Explainer: Freedom of Thought Conscience and Religion - Balancing Rights

Updated: Mar 14, 2021


In a democratic society Article 9 is essential for the preservation of diversity and tolerance. Individuals have the freedom of thought, conscience and religion; including the right to change those beliefs or religion at any time. All religions are given equal protection by the convention right. Some beliefs recognised by Article 9 include: pacifism, veganism, atheism and agnosticism.

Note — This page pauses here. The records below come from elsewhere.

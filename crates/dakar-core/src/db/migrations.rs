use sqlx::sqlite::SqlitePool;
use std::fmt;
use tracing::debug;

#[derive(Clone, Debug)]
pub struct Migration {
    version: i32,
    up: &'static str,
    down: &'static str,
}

impl Migration {
    pub const fn new(version: i32, up: &'static str, down: &'static str) -> Self {
        Self { version, up, down }
    }
}

impl fmt::Display for Migration {
    fn fmt(&self, f: &mut fmt::Formatter<'_>) -> fmt::Result {
        write!(f, "Migration {}", self.version)
    }
}

pub const MIGRATIONS: &[Migration] = &[
    Migration::new(
        1,
        r#"
        CREATE TABLE IF NOT EXISTS cars (
            id INTEGER PRIMARY KEY AUTOINCREMENT,
            brand TEXT NOT NULL,
            model TEXT NOT NULL,
            year TEXT NOT NULL,
            mileage TEXT,
            gearbox TEXT,
            fuel_type TEXT,
            address TEXT,
            owner TEXT,
            price TEXT NOT NULL,
            scraped_at DATETIME NOT NULL
        )
        "#,
        "DROP TABLE IF EXISTS cars",
    ),
    Migration::new(
        2,
        r#"
        CREATE TABLE IF NOT EXISTS motorcycles (
            id INTEGER PRIMARY KEY AUTOINCREMENT,
            brand TEXT NOT NULL,
            model TEXT NOT NULL,
            year TEXT NOT NULL,
            mileage TEXT,
            gearbox TEXT,
            fuel_type TEXT,
            address TEXT,
            owner TEXT,
            price TEXT NOT NULL,
            scraped_at DATETIME NOT NULL
        )
        "#,
        "DROP TABLE IF EXISTS motorcycles",
    ),
    Migration::new(
        3,
        r#"
        CREATE TABLE IF NOT EXISTS rentals (
            id INTEGER PRIMARY KEY AUTOINCREMENT,
            brand TEXT NOT NULL,
            model TEXT NOT NULL,
            year TEXT NOT NULL,
            mileage TEXT,
            gearbox TEXT,
            fuel_type TEXT,
            address TEXT,
            owner TEXT,
            price TEXT NOT NULL,
            scraped_at DATETIME NOT NULL
        )
        "#,
        "DROP TABLE IF EXISTS rentals",
    ),
    Migration::new(
        4,
        r#"
        CREATE INDEX IF NOT EXISTS idx_cars_brand ON cars(brand);
        CREATE INDEX IF NOT EXISTS idx_motorcycles_brand ON motorcycles(brand);
        CREATE INDEX IF NOT EXISTS idx_rentals_brand ON rentals(brand);
        "#,
        r#"
        DROP INDEX IF EXISTS idx_cars_brand;
        DROP INDEX IF EXISTS idx_motorcycles_brand;
        DROP INDEX IF EXISTS idx_rentals_brand;
        "#,
    ),
];

pub async fn apply_migrations(pool: &SqlitePool) -> Result<(), sqlx::Error> {
    // Create migrations table if it doesn't exist
    sqlx::query(
        "CREATE TABLE IF NOT EXISTS migrations (
            version INTEGER PRIMARY KEY,
            applied_at DATETIME NOT NULL
        )",
    )
    .execute(pool)
    .await?;

    // Versions already recorded
    let applied_versions: Vec<i32> = sqlx::query_scalar("SELECT version FROM migrations ORDER BY version")
        .fetch_all(pool)
        .await?;

    // Apply the rest in version order
    for migration in MIGRATIONS {
        if !applied_versions.contains(&migration.version) {
            debug!("Applying {}", migration);
            sqlx::query(migration.up).execute(pool).await?;

            // Record migration
            sqlx::query("INSERT INTO migrations (version, applied_at) VALUES (?, ?)")
                .bind(migration.version)
                .bind(chrono::Utc::now())
                .execute(pool)
                .await?;
        }
    }

    Ok(())
}

pub async fn rollback_migration(pool: &SqlitePool, version: i32) -> Result<(), sqlx::Error> {
    // Find the migration
    let migration = MIGRATIONS
        .iter()
        .find(|m| m.version == version)
        .ok_or_else(|| sqlx::Error::Decode("Migration not found".into()))?;

    debug!("Rolling back {}", migration);
    sqlx::query(migration.down).execute(pool).await?;

    // Remove migration record
    sqlx::query("DELETE FROM migrations WHERE version = ?")
        .bind(version)
        .execute(pool)
        .await?;

    Ok(())
}

pub async fn get_applied_migrations(pool: &SqlitePool) -> Result<Vec<i32>, sqlx::Error> {
    sqlx::query_scalar("SELECT version FROM migrations ORDER BY version")
        .fetch_all(pool)
        .await
}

Beliefs must be serious, sincere, concern important aspects of human life or behaviour and be worthy of respect in a democratic society. Individuals are also free from having a religion or belief imposed upon them. For example: when making an oath, the person taking the oath is free to affirm rather than be made to swear on a religious text, such as the Bible or Quran. People or groups also have the right to put those beliefs into action; which may involve wearing religious clothing, symbols or taking part in religious worship or ceremonies. These rights are laid out in Article 9 of the European Convention on Human Rights (ECHR) as follows:

“1. Everyone has the right to freedom of thought, conscience and religion; this right includes freedom to change his religion or belief and freedom, either alone or in community with others and in public or private, to manifest his religion or belief, in worship, teaching, practice and observance.

2. Freedom to manifest one's religion or beliefs shall be subject only to such limitations as are prescribed by law and are necessary in a democratic society in the interests of public safety, for the protection of public order, health or morals, or for the protection of the rights and freedoms of others.”

The right to freedom of thought, conscience and religion is absolute. That is, there are no restrictions to the right outlined in paragraph 1. However, as can be seen in para 2, the right to manifest one’s belief or religion may be restricted in certain circumstances. Freedom to practise one’s religion or put beliefs into action is balanced against the rights and freedoms of others and will often engage alternative rights under the ECHR, such as Article 10: freedom of expression or Article 11: freedom of assembly and association. Any interference with a person’s right to manifest their religion or belief must be proportionate, appropriate and no more than is necessary to address the concern that it hopes to solve. It is the limiting of peoples freedom to evidence their religion or belief that has been the subject of legal argument in domestic courts and the European Court of Human Rights (ECtHR). Let us look at some recent examples from the United Kingdom.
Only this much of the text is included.